The administration of non-radioactive iodine can prevent the uptake of radioactive iodine by the thyroid gland. When potassium iodide (KI) pills are taken before or shortly after exposure, they saturate the thyroid gland to reduce the dose and risk of thyroid cancer. KI pills do not protect against external radiation, or against any other radioactive substances apart from radioactive iodine.

Potassium iodide pills should be taken only when instructed by competent authorities. It is important to follow dosage recommendations, especially for children. Pregnant women should take KI pills when instructed by competent authorities to protect their thyroid and the thyroid of the fetus. When instructed, breastfeeding women should also take KI pills to protect themselves, and give KI to the breastfed baby following recommended dosages.

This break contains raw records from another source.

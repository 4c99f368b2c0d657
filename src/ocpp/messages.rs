//! Request/response payloads for the OCPP 1.6 message subset the simulator
//! speaks.
//!
//! Charge-point initiated: BootNotification, Heartbeat, StatusNotification,
//! Authorize, StartTransaction, StopTransaction, MeterValues, DataTransfer.
//! Central-system initiated: RemoteStartTransaction, RemoteStopTransaction,
//! GetConfiguration, ChangeConfiguration, ChangeAvailability,
//! SetChargingProfile.

use chrono::{DateTime, Utc};
use serde::{Deserialize, Serialize};
use serde_with::skip_serializing_none;

use super::types::{
    AvailabilityStatus, AvailabilityType, ChargePointErrorCode, ChargePointStatus,
    ChargingProfile, ChargingProfileStatus, ConfigurationStatus, DataTransferStatus, IdTagInfo,
    KeyValue, MeterValue, Reason, RegistrationStatus, RemoteStartStopStatus,
};

// ── BootNotification ───────────────────────────────────────────

#[skip_serializing_none]
#[derive(Serialize, Deserialize, Debug, Clone)]
#[serde(rename_all = "camelCase")]
pub struct BootNotificationRequest {
    pub charge_point_vendor: String,
    pub charge_point_model: String,
    pub charge_point_serial_number: Option<String>,
    pub charge_box_serial_number: Option<String>,
    pub firmware_version: Option<String>,
    pub iccid: Option<String>,
    pub imsi: Option<String>,
    pub meter_type: Option<String>,
    pub meter_serial_number: Option<String>,
}

#[derive(Serialize, Deserialize, Debug, Clone)]
#[serde(rename_all = "camelCase")]
pub struct BootNotificationResponse {
    pub status: RegistrationStatus,
    pub current_time: DateTime<Utc>,
    pub interval: u32,
}

// ── Heartbeat ──────────────────────────────────────────────────

#[derive(Serialize, Deserialize, Debug, Clone)]
pub struct HeartbeatRequest {}

#[derive(Serialize, Deserialize, Debug, Clone)]
#[serde(rename_all = "camelCase")]
pub struct HeartbeatResponse {
    pub current_time: DateTime<Utc>,
}

// ── StatusNotification ─────────────────────────────────────────

#[skip_serializing_none]
#[derive(Serialize, Deserialize, Debug, Clone)]
#[serde(rename_all = "camelCase")]
pub struct StatusNotificationRequest {
    pub connector_id: u32,
    pub error_code: ChargePointErrorCode,
    pub status: ChargePointStatus,
    pub info: Option<String>,
    pub timestamp: Option<DateTime<Utc>>,
    pub vendor_id: Option<String>,
    pub vendor_error_code: Option<String>,
}

#[derive(Serialize, Deserialize, Debug, Clone)]
pub struct StatusNotificationResponse {}

// ── Authorize ──────────────────────────────────────────────────

#[derive(Serialize, Deserialize, Debug, Clone)]
#[serde(rename_all = "camelCase")]
pub struct AuthorizeRequest {
    pub id_tag: String,
}

#[derive(Serialize, Deserialize, Debug, Clone)]
#[serde(rename_all = "camelCase")]
pub struct AuthorizeResponse {
    pub id_tag_info: IdTagInfo,
}

// ── StartTransaction ───────────────────────────────────────────

#[skip_serializing_none]
#[derive(Serialize, Deserialize, Debug, Clone)]
#[serde(rename_all = "camelCase")]
pub struct StartTransactionRequest {
    pub connector_id: u32,
    pub id_tag: String,
    pub meter_start: i32,
    pub reservation_id: Option<i32>,
    pub timestamp: DateTime<Utc>,
}

/// A backend that refuses to open a transaction may answer with a zero or
/// missing transaction id; deserialization tolerates both.
#[derive(Serialize, Deserialize, Debug, Clone)]
#[serde(rename_all = "camelCase")]
pub struct StartTransactionResponse {
    #[serde(default)]
    pub transaction_id: i32,
    pub id_tag_info: Option<IdTagInfo>,
}

// ── StopTransaction ────────────────────────────────────────────

#[skip_serializing_none]
#[derive(Serialize, Deserialize, Debug, Clone)]
#[serde(rename_all = "camelCase")]
pub struct StopTransactionRequest {
    pub transaction_id: i32,
    pub id_tag: Option<String>,
    pub meter_stop: i32,
    pub timestamp: DateTime<Utc>,
    pub reason: Option<Reason>,
    pub transaction_data: Option<Vec<MeterValue>>,
}

#[skip_serializing_none]
#[derive(Serialize, Deserialize, Debug, Clone)]
#[serde(rename_all = "camelCase")]
pub struct StopTransactionResponse {
    pub id_tag_info: Option<IdTagInfo>,
}

// ── MeterValues ────────────────────────────────────────────────

#[skip_serializing_none]
#[derive(Serialize, Deserialize, Debug, Clone)]
#[serde(rename_all = "camelCase")]
pub struct MeterValuesRequest {
    pub connector_id: u32,
    pub transaction_id: Option<i32>,
    pub meter_value: Vec<MeterValue>,
}

#[derive(Serialize, Deserialize, Debug, Clone)]
pub struct MeterValuesResponse {}

// ── DataTransfer ───────────────────────────────────────────────

#[skip_serializing_none]
#[derive(Serialize, Deserialize, Debug, Clone)]
#[serde(rename_all = "camelCase")]
pub struct DataTransferRequest {
    pub vendor_id: String,
    pub message_id: Option<String>,
    pub data: Option<String>,
}

#[skip_serializing_none]
#[derive(Serialize, Deserialize, Debug, Clone)]
#[serde(rename_all = "camelCase")]
pub struct DataTransferResponse {
    pub status: DataTransferStatus,
    pub data: Option<String>,
}

// ── RemoteStartTransaction ─────────────────────────────────────

#[skip_serializing_none]
#[derive(Serialize, Deserialize, Debug, Clone)]
#[serde(rename_all = "camelCase")]
pub struct RemoteStartTransactionRequest {
    pub id_tag: String,
    pub connector_id: Option<u32>,
    pub charging_profile: Option<ChargingProfile>,
}

#[derive(Serialize, Deserialize, Debug, Clone)]
#[serde(rename_all = "camelCase")]
pub struct RemoteStartTransactionResponse {
    pub status: RemoteStartStopStatus,
}

// ── RemoteStopTransaction ──────────────────────────────────────

#[derive(Serialize, Deserialize, Debug, Clone)]
#[serde(rename_all = "camelCase")]
pub struct RemoteStopTransactionRequest {
    pub transaction_id: i32,
}

#[derive(Serialize, Deserialize, Debug, Clone)]
#[serde(rename_all = "camelCase")]
pub struct RemoteStopTransactionResponse {
    pub status: RemoteStartStopStatus,
}

// ── GetConfiguration ───────────────────────────────────────────

#[skip_serializing_none]
#[derive(Serialize, Deserialize, Debug, Clone, Default)]
#[serde(rename_all = "camelCase")]
pub struct GetConfigurationRequest {
    pub key: Option<Vec<String>>,
}

#[skip_serializing_none]
#[derive(Serialize, Deserialize, Debug, Clone)]
#[serde(rename_all = "camelCase")]
pub struct GetConfigurationResponse {
    pub configuration_key: Option<Vec<KeyValue>>,
    pub unknown_key: Option<Vec<String>>,
}

// ── ChangeConfiguration ────────────────────────────────────────

#[derive(Serialize, Deserialize, Debug, Clone)]
#[serde(rename_all = "camelCase")]
pub struct ChangeConfigurationRequest {
    pub key: String,
    pub value: String,
}

#[derive(Serialize, Deserialize, Debug, Clone)]
#[serde(rename_all = "camelCase")]
pub struct ChangeConfigurationResponse {
    pub status: ConfigurationStatus,
}

// ── ChangeAvailability ─────────────────────────────────────────

#[derive(Serialize, Deserialize, Debug, Clone)]
#[serde(rename_all = "camelCase")]
pub struct ChangeAvailabilityRequest {
    pub connector_id: u32,
    #[serde(rename = "type")]
    pub kind: AvailabilityType,
}

#[derive(Serialize, Deserialize, Debug, Clone)]
#[serde(rename_all = "camelCase")]
pub struct ChangeAvailabilityResponse {
    pub status: AvailabilityStatus,
}

// ── SetChargingProfile ─────────────────────────────────────────

#[derive(Serialize, Deserialize, Debug, Clone)]
#[serde(rename_all = "camelCase")]
pub struct SetChargingProfileRequest {
    pub connector_id: u32,
    pub cs_charging_profiles: ChargingProfile,
}

#[derive(Serialize, Deserialize, Debug, Clone)]
#[serde(rename_all = "camelCase")]
pub struct SetChargingProfileResponse {
    pub status: ChargingProfileStatus,
}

Food, water and agricultural countermeasures may be implemented to reduce radiation exposure during the early phase of an emergency (e.g. restricting consumption of water, and locally produced food and dairy products).

Mental health support to manage acute stress after a nuclear event can speed recovery and prevent long-term consequences such as post-traumatic stress disorder or other persistent mental health disorders. Reactions may be intense and prolonged with profound emotional impact, particularly in children.

As environmental and human monitoring data increase, other protective actions may be implemented, including relocation of people to temporary housing or in some cases, permanent resettlement. These protective actions are implemented taking into account the doses that a population may receive over the long-term (e.g. effective dose during one year). Food and water monitoring programmes should be established to inform longer-term decisions on food restriction, water consumption, and the control of internationally traded foodstuffs.

The recovery phase may last for a considerable period. Cessation of protective measures should be linked to environmental, food and human health monitoring and based on a risk-benefit analysis. Appropriate long-term follow-up programmes should be established to assess public health consequences and the need for any subsequent actions.